Multiple imaging modalities are useful in the diagnosis of pancreatic adenocarcinoma (PDAC). A recent meta-analysis found that differences in sensitivity, specificity, and diagnostic accuracy between magnetic resonance imaging (MRI), CT, transabdominal ultrasound, and EUS failed to reach statistical significance [8]. Although the sensitivity of transabdominal ultrasound varies throughout the literature, it is still often used as an initial test because of its wide availability and relatively low cost; this is balanced by limitations caused by the technical demands and operator variability inherent to the procedure [8], [9], [10], [11]. CT is the most commonly utilized modality for the evaluation of PDAC; its sensitivity ranges from 89% to 97% for tumors larger than 1.5 cm [12]. Studies have failed to demonstrate differences in the effectiveness of MRI vs CT in the detection of PDAC, although MRI has been suggested to be more useful in small tumors [11]. EUS has been found to have an excellent sensitivity for pancreatic cancer, with a negative predictive value approaching 100%. The of EUS has a key role in cases in which there is strong clinical suspicion, but other modalities have failed to show a lesion [11].

Gastrointestinal fistulization is a known complication of acute pancreatitis, which has been reported to occur in up to 5.7% of patients. Kochhar et al. cited the colon and duodenum as the most common locations for fistulization, together accounting for 80% of cases of pancreatic fistulization. Of those with fistulization, only 45% had a history of surgical or percutaneous interventions; thus, 55% were considered spontaneous [13]. In contrast, fistulization resulting from pancreatic masses is rare with only 1 report, in a case of intraductal papillary mucinous neoplasm, encountered on extensive review of the literature [14]. Colonic wall thickening is the hallmark of colonic involvement in acute pancreatitis and may radiographically predict a worse prognosis. Rectally administered, water-soluble contrast enemas may be useful in diagnosing pancreatocolonic fistulae [15].

Halitosis as the sole presenting sign of pancreatic cancer, as in our patient, appears to be quite rare, with only 1 other report found in the literature [16]. Although a meta-analysis by Silva et al. revealed the prevalence of halitosis to be perhaps as high as 31.8% [17], the vast majority (80%-90%) of cases are caused by oral factors confined to the tongue, teeth, and gums [18]. Extraoral causes of halitosis are rare, although the odor may be similar to oral halitosis because of common volatile sulfur compounds produced by certain bacteria [19]. There are many extraoral causes of halitosis; including multiple respiratory and pharyngeal abnormalities, for which imaging studies including CT and chest x-ray may be helpful in the diagnosis, including chronic sinusitis and nasal obstruction [20], pneumonia or pulmonary abscess, bronchiectasis, or tonsilloliths [21].
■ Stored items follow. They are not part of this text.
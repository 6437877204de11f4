//! Lifecycle tests for the two-phase tracking protocol

use head_pose_tracker::{config::Config, tracker::HeadPoseTracker, Error};
use opencv::core::Mat;

#[test]
fn process_frame_before_initialize_fails_explicitly() {
    let mut tracker = HeadPoseTracker::new(Config::default());
    assert!(!tracker.is_ready());

    let frame = Mat::default();
    let result = tracker.process_frame(&frame, 0);

    // Must be the dedicated uninitialized-use error, never an empty success
    match result {
        Err(Error::NotInitialized) => {}
        other => panic!("Expected NotInitialized, got {other:?}"),
    }
}

#[test]
fn release_is_safe_before_and_after_use() {
    let mut tracker = HeadPoseTracker::new(Config::default());

    tracker.release();
    tracker.release();
    assert!(!tracker.is_ready());

    // Still the explicit error after a release, not a crash
    let frame = Mat::default();
    assert!(matches!(tracker.process_frame(&frame, 0), Err(Error::NotInitialized)));
}

#[test]
fn initialize_rejects_invalid_config() {
    let mut config = Config::default();
    config.detector.num_faces = 4;

    let mut tracker = HeadPoseTracker::new(config);
    assert!(tracker.initialize().is_err());
    assert!(!tracker.is_ready());
}
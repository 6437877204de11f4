//! Landmark types produced by the detector binding.

/// A single tracked anatomical point on a detected face, in normalized
/// image-relative coordinates (x, y, z in [0, 1]).
#[derive(Debug, Clone, Copy, PartialEq)]
pub struct Landmark {
    /// Horizontal position, 0 at the left edge of the image
    pub x: f32,
    /// Vertical position, 0 at the top edge of the image
    pub y: f32,
    /// Approximate depth relative to the face center
    pub z: f32,
}

impl Landmark {
    /// Create a landmark from normalized coordinates
    #[must_use]
    pub const fn new(x: f32, y: f32, z: f32) -> Self {
        Self { x, y, z }
    }
}

/// Ordered landmark sequence for exactly one tracked face, one entry per
/// mesh index. Produced fresh per frame and owned by the caller.
pub type LandmarkSet = Vec<Landmark>;

#[cfg(test)]
mod tests {
    use super::*;
    use crate::constants::NUM_MESH_LANDMARKS;

    #[test]
    fn test_landmark_construction() {
        let lm = Landmark::new(0.5, 0.25, 0.0);
        assert_eq!(lm.x, 0.5);
        assert_eq!(lm.y, 0.25);
        assert_eq!(lm.z, 0.0);
    }

    #[test]
    fn test_mesh_indices_in_range() {
        use crate::constants::{LEFT_EYE_INDICES, NOSE_TIP_INDEX, RIGHT_EYE_INDICES};

        for idx in LEFT_EYE_INDICES.iter().chain(RIGHT_EYE_INDICES.iter()) {
            assert!(*idx < NUM_MESH_LANDMARKS);
        }
        assert!(NOSE_TIP_INDEX < NUM_MESH_LANDMARKS);
    }
}
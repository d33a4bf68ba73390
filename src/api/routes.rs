//! HTTP API route definitions.

use axum::{
    extract::{MatchedPath, Request},
    middleware::{self, Next},
    response::Response,
    routing::get,
    Router,
};
use tower_http::trace::TraceLayer;

use super::handlers::{
    create_secret, get_secret, health, list_secrets, method_not_allowed, not_found, ready,
    render_metrics, AppState,
};
use crate::metrics;

/// Collection endpoint: all messages.
pub const COLLECTION_PATH: &str = "/secrets";
/// Item endpoint: one message by `id` query parameter.
pub const ITEM_PATH: &str = "/secret";

/// Create the API router.
pub fn create_router(state: AppState) -> Router {
    Router::new()
        // Secret endpoints
        .route(
            COLLECTION_PATH,
            get(list_secrets)
                .post(create_secret)
                .fallback(method_not_allowed),
        )
        .route(
            ITEM_PATH,
            get(get_secret)
                .post(create_secret)
                .fallback(method_not_allowed),
        )
        // Health endpoints
        .route("/health", get(health).fallback(method_not_allowed))
        .route("/ready", get(ready).fallback(method_not_allowed))
        // Metrics endpoint
        .route("/metrics", get(render_metrics).fallback(method_not_allowed))
        // Only matched routes are counted, keeping the route label bounded
        .route_layer(middleware::from_fn(track_requests))
        .fallback(not_found)
        .layer(TraceLayer::new_for_http())
        .with_state(state)
}

async fn track_requests(req: Request, next: Next) -> Response {
    let route = req
        .extensions()
        .get::<MatchedPath>()
        .map(|path| path.as_str().to_string())
        .unwrap_or_else(|| "unmatched".to_string());

    let response = next.run(req).await;
    metrics::inc_http_requests(route, response.status().as_u16());
    response
}
//! Secret message service.
//!
//! A small HTTP service that stores free-form text messages in a single
//! Postgres table and reads them back.
//!
//! ```text
//! POST /secrets  {"message":"hello"}  ->  201 {"id":1,"message":"hello"}
//! GET  /secrets                       ->  200 [{"id":1,"message":"hello"}]
//! GET  /secret?id=1                   ->  200 {"id":1,"message":"hello"}
//! GET  /secret?id=2                   ->  404 {"error":"not found"}
//! ```
//!
//! # Modules
//!
//! - [`config`]: Configuration loading from environment
//! - [`error`]: Unified error types
//! - [`store`]: Message persistence (Postgres and in-memory)
//! - [`api`]: HTTP routes and handlers
//! - [`metrics`]: Prometheus metrics
//! - [`utils`]: Utility functions

pub mod api;
pub mod config;
pub mod error;
pub mod metrics;
pub mod store;
pub mod utils;

pub use config::Config;
pub use error::{ApiError, Result, ServiceError, StoreError};
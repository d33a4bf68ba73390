//! HTTP API module for secret message, health, and metrics endpoints.

pub mod handlers;
pub mod routes;
pub mod types;

pub use handlers::AppState;
pub use routes::{create_router, COLLECTION_PATH, ITEM_PATH};
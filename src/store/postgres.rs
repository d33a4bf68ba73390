//! Postgres-backed message store.

use std::time::Instant;

use async_trait::async_trait;
use sqlx::postgres::{PgPool, PgPoolOptions};
use tracing::{debug, info};

use crate::config::Config;
use crate::error::StoreError;
use crate::metrics;

use super::{MessageStore, SecretMessage};

const CREATE_TABLE: &str = "CREATE TABLE IF NOT EXISTS secret_message (\
    id BIGSERIAL PRIMARY KEY, \
    message TEXT NOT NULL\
)";

/// Message store over a shared connection pool.
#[derive(Debug, Clone)]
pub struct PgMessageStore {
    pool: PgPool,
}

impl PgMessageStore {
    /// Connect a pool using the database settings in `config`.
    pub async fn connect(config: &Config) -> Result<Self, StoreError> {
        info!(
            "Connecting to postgres at {}:{}/{}",
            config.db_host, config.db_port, config.db_name
        );

        let pool = PgPoolOptions::new()
            .max_connections(config.db_max_connections)
            .acquire_timeout(config.acquire_timeout())
            .connect_with(config.connect_options())
            .await?;

        Ok(Self { pool })
    }

    /// Close the pool, waiting for checked-out connections to return.
    pub async fn close(&self) {
        self.pool.close().await;
    }
}

#[async_trait]
impl MessageStore for PgMessageStore {
    async fn list_all(&self) -> Result<Vec<SecretMessage>, StoreError> {
        let start = Instant::now();
        let rows = sqlx::query_as::<_, SecretMessage>(
            "SELECT id, message FROM secret_message ORDER BY id",
        )
        .fetch_all(&self.pool)
        .await?;
        metrics::record_store_latency(start, "list_all");

        debug!("Listed {} secret messages", rows.len());
        Ok(rows)
    }

    async fn get_by_id(&self, id: i64) -> Result<Option<SecretMessage>, StoreError> {
        let start = Instant::now();
        let row = sqlx::query_as::<_, SecretMessage>(
            "SELECT id, message FROM secret_message WHERE id = $1",
        )
        .bind(id)
        .fetch_optional(&self.pool)
        .await?;
        metrics::record_store_latency(start, "get_by_id");

        Ok(row)
    }

    async fn insert(&self, message: &str) -> Result<i64, StoreError> {
        let start = Instant::now();
        let id = sqlx::query_scalar::<_, i64>(
            "INSERT INTO secret_message (message) VALUES ($1) RETURNING id",
        )
        .bind(message)
        .fetch_one(&self.pool)
        .await?;
        metrics::record_store_latency(start, "insert");

        debug!(id, "Inserted secret message");
        Ok(id)
    }

    async fn ping(&self) -> Result<(), StoreError> {
        sqlx::query("SELECT 1").execute(&self.pool).await?;
        Ok(())
    }

    async fn ensure_schema(&self) -> Result<(), StoreError> {
        sqlx::query(CREATE_TABLE).execute(&self.pool).await?;
        info!("Table secret_message is ready");
        Ok(())
    }
}
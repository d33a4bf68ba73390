//! Integration tests against a real Postgres database.
//!
//! These tests require DB_USER and DB_NAME (and usually DB_HOST/DB_PASS)
//! to point at a database the tests may write to.
//! Run with: cargo test --test integration -- --ignored

use std::sync::Arc;

use axum::body::{to_bytes, Body};
use axum::http::{Method, Request, StatusCode};
use pretty_assertions::assert_eq;
use serde_json::Value;
use tower::ServiceExt;

use secret_message::api::{create_router, AppState};
use secret_message::config::Config;
use secret_message::metrics::detached_handle;
use secret_message::store::{MessageStore, PgMessageStore};

/// Connect a store from environment, or None if the database is not configured.
async fn test_store() -> Option<PgMessageStore> {
    let config = match Config::load_validated() {
        Ok(c) => c,
        Err(e) => {
            println!("Skipping: {}", e);
            return None;
        }
    };

    let store = PgMessageStore::connect(&config)
        .await
        .expect("database configured but unreachable");
    store.ensure_schema().await.expect("failed to create table");
    Some(store)
}

async fn send(app: &axum::Router, method: Method, uri: &str, body: &str) -> (StatusCode, Value) {
    let request = Request::builder()
        .method(method)
        .uri(uri)
        .body(Body::from(body.to_string()))
        .unwrap();

    let response = app.clone().oneshot(request).await.unwrap();
    let status = response.status();
    let bytes = to_bytes(response.into_body(), usize::MAX).await.unwrap();
    (status, serde_json::from_slice(&bytes).unwrap())
}

/// Insert then read back through the store.
#[tokio::test]
#[ignore = "requires a Postgres database"]
async fn test_insert_and_get_by_id() {
    let Some(store) = test_store().await else {
        return;
    };

    let id = store.insert("integration hello").await.unwrap();
    let row = store.get_by_id(id).await.unwrap();

    assert_eq!(row.map(|r| r.message), Some("integration hello".to_string()));
}

/// Listed rows include every id returned by insert.
#[tokio::test]
#[ignore = "requires a Postgres database"]
async fn test_list_contains_inserted_rows() {
    let Some(store) = test_store().await else {
        return;
    };

    let a = store.insert("list a").await.unwrap();
    let b = store.insert("list b").await.unwrap();
    let rows = store.list_all().await.unwrap();

    assert!(rows.iter().any(|r| r.id == a && r.message == "list a"));
    assert!(rows.iter().any(|r| r.id == b && r.message == "list b"));
}

/// Unknown ids are absent.
#[tokio::test]
#[ignore = "requires a Postgres database"]
async fn test_get_missing_id_returns_none() {
    let Some(store) = test_store().await else {
        return;
    };

    assert!(store.get_by_id(i64::MAX).await.unwrap().is_none());
    assert!(store.ping().await.is_ok());
}

/// Full HTTP round trip backed by Postgres.
#[tokio::test]
#[ignore = "requires a Postgres database"]
async fn test_http_round_trip() {
    let Some(store) = test_store().await else {
        return;
    };
    let app = create_router(AppState::new(Arc::new(store), detached_handle()));

    let (status, created) = send(&app, Method::POST, "/secrets", r#"{"message":"over http"}"#).await;
    assert_eq!(status, StatusCode::CREATED);

    let uri = format!("/secret?id={}", created["id"]);
    let (status, fetched) = send(&app, Method::GET, &uri, "").await;
    assert_eq!(status, StatusCode::OK);
    assert_eq!(fetched, created);

    let (status, _) = send(&app, Method::GET, "/secret?id=-42", "").await;
    assert_eq!(status, StatusCode::NOT_FOUND);
}
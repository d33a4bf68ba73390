//! HTTP API handlers.

use std::sync::Arc;

use axum::{
    body::Bytes,
    extract::{
        rejection::{BytesRejection, QueryRejection},
        Query, State,
    },
    http::{header, StatusCode},
    response::IntoResponse,
    Json,
};
use metrics_exporter_prometheus::PrometheusHandle;
use tracing::{debug, warn};

use crate::error::ApiError;
use crate::metrics;
use crate::store::MessageStore;

use super::types::{HealthResponse, ItemQuery, ReadyResponse, SecretRequest, SecretResponse};

/// Application state shared with handlers.
#[derive(Clone)]
pub struct AppState {
    /// Message persistence.
    pub store: Arc<dyn MessageStore>,
    /// Prometheus exposition handle.
    pub metrics: PrometheusHandle,
}

impl AppState {
    /// Create new app state.
    pub fn new(store: Arc<dyn MessageStore>, metrics: PrometheusHandle) -> Self {
        Self { store, metrics }
    }
}

/// List every stored message. Always 200, possibly with an empty array.
pub async fn list_secrets(
    State(state): State<AppState>,
) -> Result<Json<Vec<SecretResponse>>, ApiError> {
    let rows = state.store.list_all().await?;
    Ok(Json(rows.into_iter().map(SecretResponse::from).collect()))
}

/// Fetch one message by the `id` query parameter.
pub async fn get_secret(
    State(state): State<AppState>,
    query: Result<Query<ItemQuery>, QueryRejection>,
) -> Result<Json<SecretResponse>, ApiError> {
    let Query(query) = query.map_err(|rejection| ApiError::BadRequest(rejection.body_text()))?;
    let raw = query
        .id
        .ok_or_else(|| ApiError::BadRequest("missing id query parameter".to_string()))?;

    // A non-numeric id can never have been assigned.
    let Ok(id) = raw.parse::<i64>() else {
        debug!(id = %raw, "Non-numeric id requested");
        return Err(ApiError::NotFound);
    };

    match state.store.get_by_id(id).await? {
        Some(row) => Ok(Json(row.into())),
        None => Err(ApiError::NotFound),
    }
}

/// Store a new message and echo it back with its id.
pub async fn create_secret(
    State(state): State<AppState>,
    body: Result<Bytes, BytesRejection>,
) -> Result<impl IntoResponse, ApiError> {
    let body = body.map_err(|rejection| {
        warn!("Rejected create body: {}", rejection.body_text());
        ApiError::Rejected {
            status: rejection.status(),
            message: rejection.body_text(),
        }
    })?;
    let request: SecretRequest = serde_json::from_slice(&body).map_err(|e| {
        warn!("Rejected create request: {}", e);
        ApiError::BadRequest(format!("invalid JSON body: {}", e))
    })?;

    let id = state.store.insert(&request.message).await?;
    metrics::inc_secrets_created();

    let response = SecretResponse {
        id,
        message: request.message,
    };
    Ok((StatusCode::CREATED, Json(response)))
}

/// Fallback for known paths hit with an unsupported method.
pub async fn method_not_allowed() -> ApiError {
    ApiError::MethodNotAllowed
}

/// Fallback for unknown paths.
pub async fn not_found() -> ApiError {
    ApiError::NotFound
}

/// Health check handler - always returns 200.
pub async fn health() -> impl IntoResponse {
    Json(HealthResponse { status: "ok" })
}

/// Readiness check handler - returns 200 if the store answers, 503 otherwise.
pub async fn ready(State(state): State<AppState>) -> impl IntoResponse {
    match state.store.ping().await {
        Ok(()) => (StatusCode::OK, Json(ReadyResponse { ready: true })),
        Err(e) => {
            warn!("Readiness check failed: {}", e);
            (
                StatusCode::SERVICE_UNAVAILABLE,
                Json(ReadyResponse { ready: false }),
            )
        }
    }
}

/// Prometheus text exposition.
pub async fn render_metrics(State(state): State<AppState>) -> impl IntoResponse {
    (
        [(header::CONTENT_TYPE, "text/plain; version=0.0.4")],
        state.metrics.render(),
    )
}
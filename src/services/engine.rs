// ============================================
// Personalization Engine (facade)
// ============================================
//
// Wires the pipeline together:
//
//   storage → QualityGate → ContentScorer        ┐
//             peer history → CollaborativeScorer ┴→ HybridBlender → ranked list
//             current mood → MoodScorer → mood list
//
// plus the feedback ingress that updates reading patterns and kicks off a
// background re-score, the anonymous trending fallback, and live feed
// session assembly over the same storage and gate.
//
// Degradation policy: storage read failures fall back to empty result
// sets, write failures and analyzer quota exhaustion surface to the
// caller.

use crate::config::Config;
use crate::db::{ArticleFilter, ArticleStore};
use crate::error::{AppError, Result};
use crate::models::{
    Algorithm, Article, DigestSummary, FeedbackEvent, Interaction, MoodProfile, ReadingPattern,
    RecommendationScore,
};
use crate::services::analysis::AnalysisProvider;
use crate::services::feed::{FeedArticle, FeedEvent, FeedEventBus, FeedSession, FeedSource};
use crate::services::profile::mood::MoodService;
use crate::services::profile::{InteractionSnapshot, ProfileService};
use crate::services::quality_gate::QualityGate;
use crate::services::scoring::{CollaborativeScorer, ContentScorer, HybridBlender, MoodScorer};
use crate::services::trending::TrendingService;
use async_trait::async_trait;
use chrono::{DateTime, Utc};
use dashmap::mapref::entry::Entry;
use dashmap::DashMap;
use std::sync::Arc;
use tracing::{debug, info, warn};
use uuid::Uuid;

/// Articles pulled from storage per scoring pass, before gating.
const CANDIDATE_POOL_SIZE: usize = 100;
/// Trending fallback scores start here and step down per rank position,
/// keeping the list strictly ordered without inventing precision.
const TRENDING_TOP_SCORE: f64 = 0.8;
const TRENDING_SCORE_STEP: f64 = 0.015;
const TRENDING_SCORE_FLOOR: f64 = 0.3;

/// One in-flight flag per (user, algorithm). A second trigger while a pass
/// is running is suppressed, not queued; passes read a snapshot and write
/// nothing, so there is no shared state to lock.
struct InFlightRegistry {
    passes: Arc<DashMap<(Uuid, Algorithm), ()>>,
}

impl InFlightRegistry {
    fn new() -> Self {
        Self {
            passes: Arc::new(DashMap::new()),
        }
    }

    fn begin(&self, user_id: Uuid, algorithm: Algorithm) -> Option<InFlightPass> {
        match self.passes.entry((user_id, algorithm)) {
            Entry::Occupied(_) => None,
            Entry::Vacant(slot) => {
                slot.insert(());
                Some(InFlightPass {
                    passes: self.passes.clone(),
                    key: (user_id, algorithm),
                })
            }
        }
    }
}

/// Clears the in-flight flag when the pass finishes, on every exit path.
struct InFlightPass {
    passes: Arc<DashMap<(Uuid, Algorithm), ()>>,
    key: (Uuid, Algorithm),
}

impl Drop for InFlightPass {
    fn drop(&mut self) {
        self.passes.remove(&self.key);
    }
}

pub struct PersonalizationEngine {
    config: Config,
    store: Arc<dyn ArticleStore>,
    analysis: Arc<dyn AnalysisProvider>,
    gate: QualityGate,
    profiles: ProfileService,
    moods: MoodService,
    content: ContentScorer,
    collaborative: CollaborativeScorer,
    mood_scorer: MoodScorer,
    blender: HybridBlender,
    trending: TrendingService,
    events: FeedEventBus,
    in_flight: InFlightRegistry,
}

impl PersonalizationEngine {
    pub fn new(
        config: Config,
        store: Arc<dyn ArticleStore>,
        analysis: Arc<dyn AnalysisProvider>,
    ) -> Arc<Self> {
        let gate = QualityGate::new(config.gate.clone(), analysis.clone());
        let profiles = ProfileService::new(store.clone());
        let moods = MoodService::new(analysis.clone());
        let content = ContentScorer::new(config.scoring.clone());
        let collaborative =
            CollaborativeScorer::new(store.clone(), config.scoring.similarity_band);
        let mood_scorer = MoodScorer::new(config.scoring.clone());
        let blender = HybridBlender::new(config.scoring.clone());
        let trending = TrendingService::new(store.clone());
        let events = FeedEventBus::new(config.feed.event_capacity);

        Arc::new(Self {
            config,
            store,
            analysis,
            gate,
            profiles,
            moods,
            content,
            collaborative,
            mood_scorer,
            blender,
            trending,
            events,
            in_flight: InFlightRegistry::new(),
        })
    }

    pub fn moods(&self) -> &MoodService {
        &self.moods
    }

    pub fn profiles(&self) -> &ProfileService {
        &self.profiles
    }

    pub fn events(&self) -> &FeedEventBus {
        &self.events
    }

    /// Ranked hybrid recommendations for a reader.
    ///
    /// Anonymous callers get the trending fallback, never an error. A hybrid
    /// pass already in flight for this user suppresses the trigger and
    /// returns an empty list.
    pub async fn recommendations(
        &self,
        user_id: Option<Uuid>,
    ) -> Result<Vec<RecommendationScore>> {
        let Some(user_id) = user_id else {
            return self.trending_fallback().await;
        };

        let Some(_pass) = self.in_flight.begin(user_id, Algorithm::Hybrid) else {
            debug!(user_id = %user_id, "Hybrid pass already in flight, trigger suppressed");
            return Ok(Vec::new());
        };

        let pattern = match self.profiles.get_or_create(user_id).await {
            Ok(pattern) => pattern,
            Err(err) => {
                warn!(user_id = %user_id, error = %err, "Pattern load failed, scoring with defaults");
                ReadingPattern::default()
            }
        };
        let snapshot = match self.profiles.interaction_snapshot(user_id).await {
            Ok(snapshot) => snapshot,
            Err(err) => {
                warn!(user_id = %user_id, error = %err, "Interaction history unavailable, scoring without it");
                InteractionSnapshot::default()
            }
        };

        let candidates = self.candidates().await?;

        let (content_scores, collaborative_scores) = tokio::join!(
            async {
                self.content.score(
                    &candidates,
                    &pattern,
                    &snapshot.topic_weights,
                    &snapshot.seen_article_ids,
                )
            },
            self.collaborative.score(user_id, &pattern)
        );
        let collaborative_scores = match collaborative_scores {
            Ok(scores) => scores,
            Err(err) => {
                warn!(user_id = %user_id, error = %err, "Collaborative pass failed, blending content only");
                Vec::new()
            }
        };

        let blended = self.blender.blend(&content_scores, &collaborative_scores);
        info!(
            user_id = %user_id,
            candidates = candidates.len(),
            results = blended.len(),
            "Hybrid recommendation pass complete"
        );
        Ok(blended)
    }

    /// Rank candidates against the reader's current mood; a session with no
    /// submitted mood scores against the neutral profile.
    pub async fn mood_recommendations(&self, user_id: Uuid) -> Result<Vec<RecommendationScore>> {
        let Some(_pass) = self.in_flight.begin(user_id, Algorithm::MoodBased) else {
            debug!(user_id = %user_id, "Mood pass already in flight, trigger suppressed");
            return Ok(Vec::new());
        };

        let mood = self
            .moods
            .current(user_id)
            .unwrap_or_else(MoodProfile::neutral);
        let candidates = self.candidates().await?;
        Ok(self.mood_scorer.score(&candidates, &mood))
    }

    /// Derive and activate a mood profile from a free-text submission.
    pub async fn submit_mood(
        &self,
        user_id: Uuid,
        text: &str,
        emoji: Option<&str>,
        tags: &[String],
    ) -> Result<MoodProfile> {
        self.moods.submit(user_id, text, emoji, tags).await
    }

    /// Feedback ingress. Validates ids, applies the pattern update rule and
    /// the interaction log (write failures surface, prior state untouched),
    /// then fires off a background hybrid re-score for the user.
    pub async fn submit_feedback(self: &Arc<Self>, event: FeedbackEvent) -> Result<()> {
        let user_id = event
            .user_id
            .ok_or_else(|| AppError::Validation("feedback requires a user id".to_string()))?;
        let article_id = event.article_id.trim().to_string();
        if article_id.is_empty() {
            return Err(AppError::Validation(
                "feedback requires an article id".to_string(),
            ));
        }

        let article = match self.store.fetch_article(&article_id).await {
            Ok(article) => article,
            Err(err) => {
                warn!(
                    article_id = %article_id,
                    error = %err,
                    "Article lookup failed, recording feedback without context"
                );
                None
            }
        };
        let interaction = Interaction::from_article(
            user_id,
            &article_id,
            article.as_ref(),
            event.feedback,
            event.value.unwrap_or(1.0),
        );

        self.profiles.apply_feedback(&interaction).await?;
        self.store.record_interaction(interaction).await?;
        info!(
            user_id = %user_id,
            article_id = %article_id,
            feedback = event.feedback.as_str(),
            "Feedback recorded"
        );

        let engine = Arc::clone(self);
        tokio::spawn(async move {
            if let Err(err) = engine.recommendations(Some(user_id)).await {
                warn!(user_id = %user_id, error = %err, "Background re-score failed");
            }
        });

        Ok(())
    }

    /// Open a live feed session backed by the engine's storage and gate.
    pub async fn open_feed(self: &Arc<Self>, user_id: Option<Uuid>) -> Result<FeedSession> {
        let source = Arc::new(EngineFeedSource {
            engine: Arc::clone(self),
        });
        FeedSession::open(source, &self.events, self.config.feed.clone(), user_id).await
    }

    /// Gate an article and push it to every live feed session. Returns
    /// whether the article was published.
    pub async fn publish_breaking(&self, article: Article) -> Result<bool> {
        let decision = self.gate.evaluate(&article).await?;
        if !decision.passes {
            debug!(
                article_id = %article.id,
                reason = ?decision.rejection_reason,
                "Breaking article rejected by gate"
            );
            return Ok(false);
        }
        self.events.publish(FeedEvent::BreakingNews(article));
        Ok(true)
    }

    /// Presentational digest over the reader's current top recommendations.
    /// Never fed back into scoring.
    pub async fn digest(&self, user_id: Option<Uuid>) -> Result<DigestSummary> {
        let ranked = self.recommendations(user_id).await?;
        let mut articles = Vec::with_capacity(ranked.len());
        for score in &ranked {
            if let Ok(Some(article)) = self.store.fetch_article(&score.article_id).await {
                articles.push(article);
            }
        }
        self.analysis.summarize(&articles).await
    }

    /// Gated candidate pool for the scoring passes. Storage read failures
    /// degrade to an empty pool; analyzer quota exhaustion propagates.
    async fn candidates(&self) -> Result<Vec<Article>> {
        let filter = ArticleFilter::default().with_limit(CANDIDATE_POOL_SIZE);
        let raw = match self.store.query_articles(&filter).await {
            Ok(articles) => articles,
            Err(err) => {
                warn!(error = %err, "Candidate query failed, scoring an empty pool");
                Vec::new()
            }
        };
        self.gate.admit(raw).await
    }

    /// Non-personalized path for anonymous readers and cold starts.
    async fn trending_fallback(&self) -> Result<Vec<RecommendationScore>> {
        let ranked = match self
            .trending
            .top(self.config.scoring.max_recommendations)
            .await
        {
            Ok(articles) => articles,
            Err(err) => {
                warn!(error = %err, "Trending query failed, returning an empty list");
                Vec::new()
            }
        };

        let scores = self
            .gate
            .screen(ranked)
            .into_iter()
            .enumerate()
            .map(|(rank, article)| RecommendationScore {
                article_id: article.id,
                score: (TRENDING_TOP_SCORE - rank as f64 * TRENDING_SCORE_STEP)
                    .max(TRENDING_SCORE_FLOOR),
                reasons: vec!["trending now".to_string()],
                algorithm: Algorithm::Hybrid,
            })
            .collect();
        Ok(scores)
    }
}

/// Feed pages come from the same storage the scorers read, screened by the
/// gate's lexical filters only so page assembly never depends on analyzer
/// quota.
struct EngineFeedSource {
    engine: Arc<PersonalizationEngine>,
}

#[async_trait]
impl FeedSource for EngineFeedSource {
    async fn fetch_page(
        &self,
        user_id: Option<Uuid>,
        since: Option<DateTime<Utc>>,
        limit: usize,
    ) -> Result<Vec<FeedArticle>> {
        let filter = ArticleFilter::since(since).with_limit(limit);
        let articles = self.engine.store.query_articles(&filter).await?;
        let screened = self.engine.gate.screen(articles);
        debug!(user_id = ?user_id, page = screened.len(), "Feed page fetched");
        Ok(screened.into_iter().map(FeedArticle::new).collect())
    }
}
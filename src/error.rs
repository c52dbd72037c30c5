use thiserror::Error;

pub type Result<T> = std::result::Result<T, AppError>;

#[derive(Debug, Error)]
pub enum AppError {
    #[error("Validation error: {0}")]
    Validation(String),

    #[error("Analysis service unavailable: {0}")]
    AnalysisUnavailable(String),

    #[error("Analysis quota exhausted: {0}")]
    AnalysisQuota(String),

    #[error("Storage error: {0}")]
    Storage(String),

    #[error("Feed refresh failed: {0}")]
    FeedRefresh(String),

    #[error("Internal error: {0}")]
    Internal(String),
}

impl AppError {
    /// Quota exhaustion is surfaced to the user as "try again later" and is
    /// never retried automatically, unlike transient analysis failures.
    pub fn is_quota(&self) -> bool {
        matches!(self, AppError::AnalysisQuota(_))
    }
}

impl From<anyhow::Error> for AppError {
    fn from(err: anyhow::Error) -> Self {
        AppError::Internal(err.to_string())
    }
}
For our patient, development of halitosis preceded direct radiological evidence of a fistula, that is, air within the pancreatic mass or identification of a fistula tract. However, there were secondary signs of fistulization with stomach and colonic wall thickening on the patient's initial imaging studies. Pathophysiologically, we propose that microscopic evidence of fistulization or bacterial translocation through a permeable, likely necrotic bowel wall may explain the clinical evidence of halitosis while preceding overt evidence of fistula formation radiographically. It is notable that the patient's halitosis resolved in the immediate postoperative period with obliteration of the fistulous connection between the upper gastrointestinal tract and the large bowel.

In conclusion, we present a rare case of pancreatic cancer with an initial presentation of severe feculent halitosis. This striking juxtaposition of the common and almost always benign complaint of halitosis with the dire diagnosis of pancreatic malignancy has been reported only once before [16]. Although quite uncommon, in combination with other warning signs such as unintentional weight loss and a history of unexplained pancreatitis, the presence of pancreatointestinal fistulization caused by malignancy should be added to the differential diagnosis. Increased awareness of this uncommon presentation may occasionally result in early detection and improved outcomes for some cases of PDAC.